Il Parlamento europeo nella sua risoluzione DOC 1-1254/82 "sulle misure a favore delle lingue e delle culture di minoranza" dell'11.2.1983 stimava in circa 30 milioni il numero di cittadini della Comunità che hanno come lingua materna una lingua regionale o poco diffusa; numero che nel frattempo, dopo l'estensione della Comunità alla ex-RDT dovrebbe essere ancora cresciuto, con l'ingresso dei sorbi e dei wendi nell'area comunitaria. Si tratta - per esempio, e senza pretesa di completezza - di scozzesi, gallesi, baschi, gaelici, catalani, valenciani, franco-provenzali, bretoni, occitani, ladini dolomitici, frisoni, arbresh, friulani, sardi, grecanici, mocheni, cimbri, zingari, ebrei che parlano jiddish... - oltre che di cittadini che parlano lingue di per sè non "minoritarie", ma che lo sono in particolari territori (il tedesco, il francese, lo sloveno, il danese..). Mi sembra che le minoranze linguistiche del Trentino rientrino dunque a pieno titolo nel novero delle lingue e culture considerate dai testi normativi europei.

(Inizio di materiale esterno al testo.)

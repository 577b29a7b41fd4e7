//! Bundle parsing, shape tagging, and confidence helpers.

use riskbase_shared::{ExtractionBundle, Result, RiskbaseError, TableShape};
use sha2::{Digest, Sha256};
use tracing::{debug, warn};

/// Parse a bundle document and tag each table with its shape.
///
/// Tables that already carry an explicit `shape` keep it. Confidence values
/// outside `[0, 1]` are clamped.
pub fn parse_bundle(body: &str) -> Result<ExtractionBundle> {
    let mut bundle: ExtractionBundle = serde_json::from_str(body)
        .map_err(|e| RiskbaseError::parse(format!("invalid extraction bundle: {e}")))?;

    for (i, table) in bundle.tables.iter_mut().enumerate() {
        if table.shape.is_none() {
            table.shape = Some(TableShape::classify(table.title.as_deref()));
        }
        table.confidence = clamp_confidence(table.confidence, "table", i);
        debug!(index = i, shape = ?table.shape, title = ?table.title, "tagged raw table");
    }

    for (i, text) in bundle.texts.iter_mut().enumerate() {
        text.confidence = clamp_confidence(text.confidence, "text", i);
    }

    Ok(bundle)
}

fn clamp_confidence(value: f64, unit: &str, index: usize) -> f64 {
    if value.is_nan() {
        warn!(unit, index, "confidence is NaN, treating as 0");
        return 0.0;
    }
    if !(0.0..=1.0).contains(&value) {
        warn!(unit, index, value, "confidence outside [0, 1], clamping");
    }
    value.clamp(0.0, 1.0)
}

/// Overall confidence of the extracted source text.
///
/// Mean of the raw text confidences; falls back to the table confidences, and
/// to 1.0 when the bundle is empty.
pub fn source_confidence(bundle: &ExtractionBundle) -> f64 {
    let values: Vec<f64> = if bundle.texts.is_empty() {
        bundle.tables.iter().map(|t| t.confidence).collect()
    } else {
        bundle.texts.iter().map(|t| t.confidence).collect()
    };

    if values.is_empty() {
        return 1.0;
    }
    values.iter().sum::<f64>() / values.len() as f64
}

/// Hex SHA-256 of the raw bundle bytes.
pub fn content_sha256(bytes: &[u8]) -> String {
    let mut hasher = Sha256::new();
    hasher.update(bytes);
    format!("{:x}", hasher.finalize())
}

#[cfg(test)]
mod tests {
    use super::*;

    #[test]
    fn explicit_shape_is_kept() {
        let body = r#"{"tables": [
            {"page": 1, "title": "Top occupations", "headers": [], "rows": [], "shape": "opaque"}
        ]}"#;
        let bundle = parse_bundle(body).unwrap();
        assert_eq!(bundle.tables[0].shape, Some(TableShape::Opaque));
    }

    #[test]
    fn out_of_range_confidence_is_clamped() {
        let body = r#"{"tables": [
            {"page": 1, "headers": [], "rows": [], "confidence": 1.7}
        ], "texts": [{"page": 1, "text": "x", "confidence": -0.2}]}"#;
        let bundle = parse_bundle(body).unwrap();
        assert_eq!(bundle.tables[0].confidence, 1.0);
        assert_eq!(bundle.texts[0].confidence, 0.0);
    }

    #[test]
    fn confidence_prefers_text_units() {
        let body = r#"{
            "tables": [{"page": 1, "headers": [], "rows": [], "confidence": 0.2}],
            "texts": [
                {"page": 1, "text": "a", "confidence": 0.8},
                {"page": 2, "text": "b", "confidence": 0.6}
            ]
        }"#;
        let bundle = parse_bundle(body).unwrap();
        assert!((source_confidence(&bundle) - 0.7).abs() < 1e-9);
    }

    #[test]
    fn confidence_falls_back_to_tables_then_one() {
        let body = r#"{"tables": [{"page": 1, "headers": [], "rows": [], "confidence": 0.5}]}"#;
        assert_eq!(source_confidence(&parse_bundle(body).unwrap()), 0.5);
        assert_eq!(source_confidence(&ExtractionBundle::default()), 1.0);
    }

    #[test]
    fn sha256_is_hex() {
        let digest = content_sha256(b"abc");
        assert_eq!(
            digest,
            "ba7816bf8f01cfea414140de5dae2223b00361a396177a9cb410ff61f20015ad"
        );
    }
}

2. Il Trentino non è il Sudtirolo

Una considerazione particolare va fatta per il Trentino. Qualche volta si ha l'impressione che l'idea dominante - o meglio, la tentazione dominante - tra qualcuno di coloro che si battono per il giusto riconoscimento e la tutela e valorizzazione delle identità culturali e linguistiche dei ladini e dei mocheno-cimbri nel Trentino, sia quella di "fare come nel Sudtirolo", dove certamente la tutela giuridica e l'affermazione socio-economica della comunità sudtirolese di lingua tedesca e ladina offrono un esempio di indubbio successo e quindi con notevole capacità di attrazione.

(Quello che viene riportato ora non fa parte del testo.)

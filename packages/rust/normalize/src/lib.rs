//! Normalization of raw extraction output into canonical records.
//!
//! Raw tables become [`TableRecord`]s with synthetic `table_<n>` ids. Tables
//! the adapter tagged as exposure tables ([`TableShape::OccupationGroup`],
//! [`TableShape::TopOccupations`]) additionally yield [`OccupationRecord`]s,
//! merged by canonical name. Problems are collected as issue strings so a
//! run can finish with partial results.
//!
//! [`TableShape::OccupationGroup`]: riskbase_shared::TableShape::OccupationGroup
//! [`TableShape::TopOccupations`]: riskbase_shared::TableShape::TopOccupations

pub mod crossref;
pub mod names;
mod records;

use riskbase_shared::{
    AppConfig, CrossReference, OccupationRecord, RawTable, Result, RiskbaseError, TableRecord,
};
use tracing::{info, instrument};

pub use records::{is_soc_code, parse_score};

/// Normalizer switches.
#[derive(Debug, Clone)]
pub struct NormalizerConfig {
    /// Run names through [`names::standardize`].
    pub standardize_occupation_names: bool,
    /// Discover [`CrossReference`]s between tables.
    pub create_cross_references: bool,
    /// Check score ranges and SOC code formats while extracting.
    pub validate_data_types: bool,
}

impl Default for NormalizerConfig {
    fn default() -> Self {
        Self::from(&AppConfig::default())
    }
}

impl From<&AppConfig> for NormalizerConfig {
    fn from(config: &AppConfig) -> Self {
        Self {
            standardize_occupation_names: config.normalizer.standardize_occupation_names,
            create_cross_references: config.normalizer.create_cross_references,
            validate_data_types: config.normalizer.validate_data_types,
        }
    }
}

/// Everything the normalizer produced for one pipeline run.
#[derive(Debug, Clone, Default)]
pub struct NormalizationOutput {
    pub occupations: Vec<OccupationRecord>,
    pub tables: Vec<TableRecord>,
    pub cross_references: Vec<CrossReference>,
    pub issues: Vec<String>,
}

/// Normalize raw tables.
///
/// Fails only when there is nothing to normalize; every other problem is
/// reported through [`NormalizationOutput::issues`].
#[instrument(skip_all, fields(tables = raw_tables.len()))]
pub fn normalize(raw_tables: &[RawTable], config: &NormalizerConfig) -> Result<NormalizationOutput> {
    if raw_tables.is_empty() {
        return Err(RiskbaseError::invalid_data(
            "no tables to normalize",
            vec!["extraction produced zero tables".into()],
        ));
    }

    let mut issues = Vec::new();
    let mut merger = records::OccupationMerger::default();
    let mut tables = Vec::with_capacity(raw_tables.len());

    for (i, raw) in raw_tables.iter().enumerate() {
        let id = format!("table_{}", i + 1);
        let table = records::normalize_table(&id, i, raw, &mut issues);
        if table.kind.is_exposure_table() {
            merger.extract(&table, raw.confidence, config, &mut issues);
        }
        tables.push(table);
    }

    let occupations = merger.finish(&mut issues);

    let cross_references = if config.create_cross_references {
        crossref::discover(&tables)
    } else {
        Vec::new()
    };

    info!(
        occupations = occupations.len(),
        tables = tables.len(),
        cross_references = cross_references.len(),
        issues = issues.len(),
        "normalization complete"
    );

    Ok(NormalizationOutput {
        occupations,
        tables,
        cross_references,
        issues,
    })
}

Il paragone sarebbe, tuttavia, fuorviante, per diverse ragioni: in particolare perchè si tratta - almeno per la popolazione di lingua tedesca, che in questo caso funge da benefico elemento di traino anche per i ladini - di una situazione appena "peninsulare" e non "insulare": la comunità sudtirolese di lingua tedesca non è un ridotto "residuo" di una lingua e cultura, prevalentemente non scritta, via via assediata e compressa (come è il caso delle lingue e culture regionali sopra considerate, anche quando la loro estensione geografica e quantitativa sia notevole, come p.es. nel caso del catalano o dello scozzese o del gaelico o del basco), ma appartiene ad una comunità linguistica e culturale assai forte e diffusa, e contigua, tanto da poter tranquillamente partecipare al suo circuito vitale. Il tedesco è una lingua che per l'appunto non è "regionale o poco diffusa". Inoltre si tratta di un gruppo etno-linguistico e sociologico (in tal senso vi possono essere compresi anche i ladini) sufficientemente numeroso da garantirsi una propria vita relativamente completa ed autonoma, con risorse culturali e materiali sufficienti ad assicurare vitalità e continuità.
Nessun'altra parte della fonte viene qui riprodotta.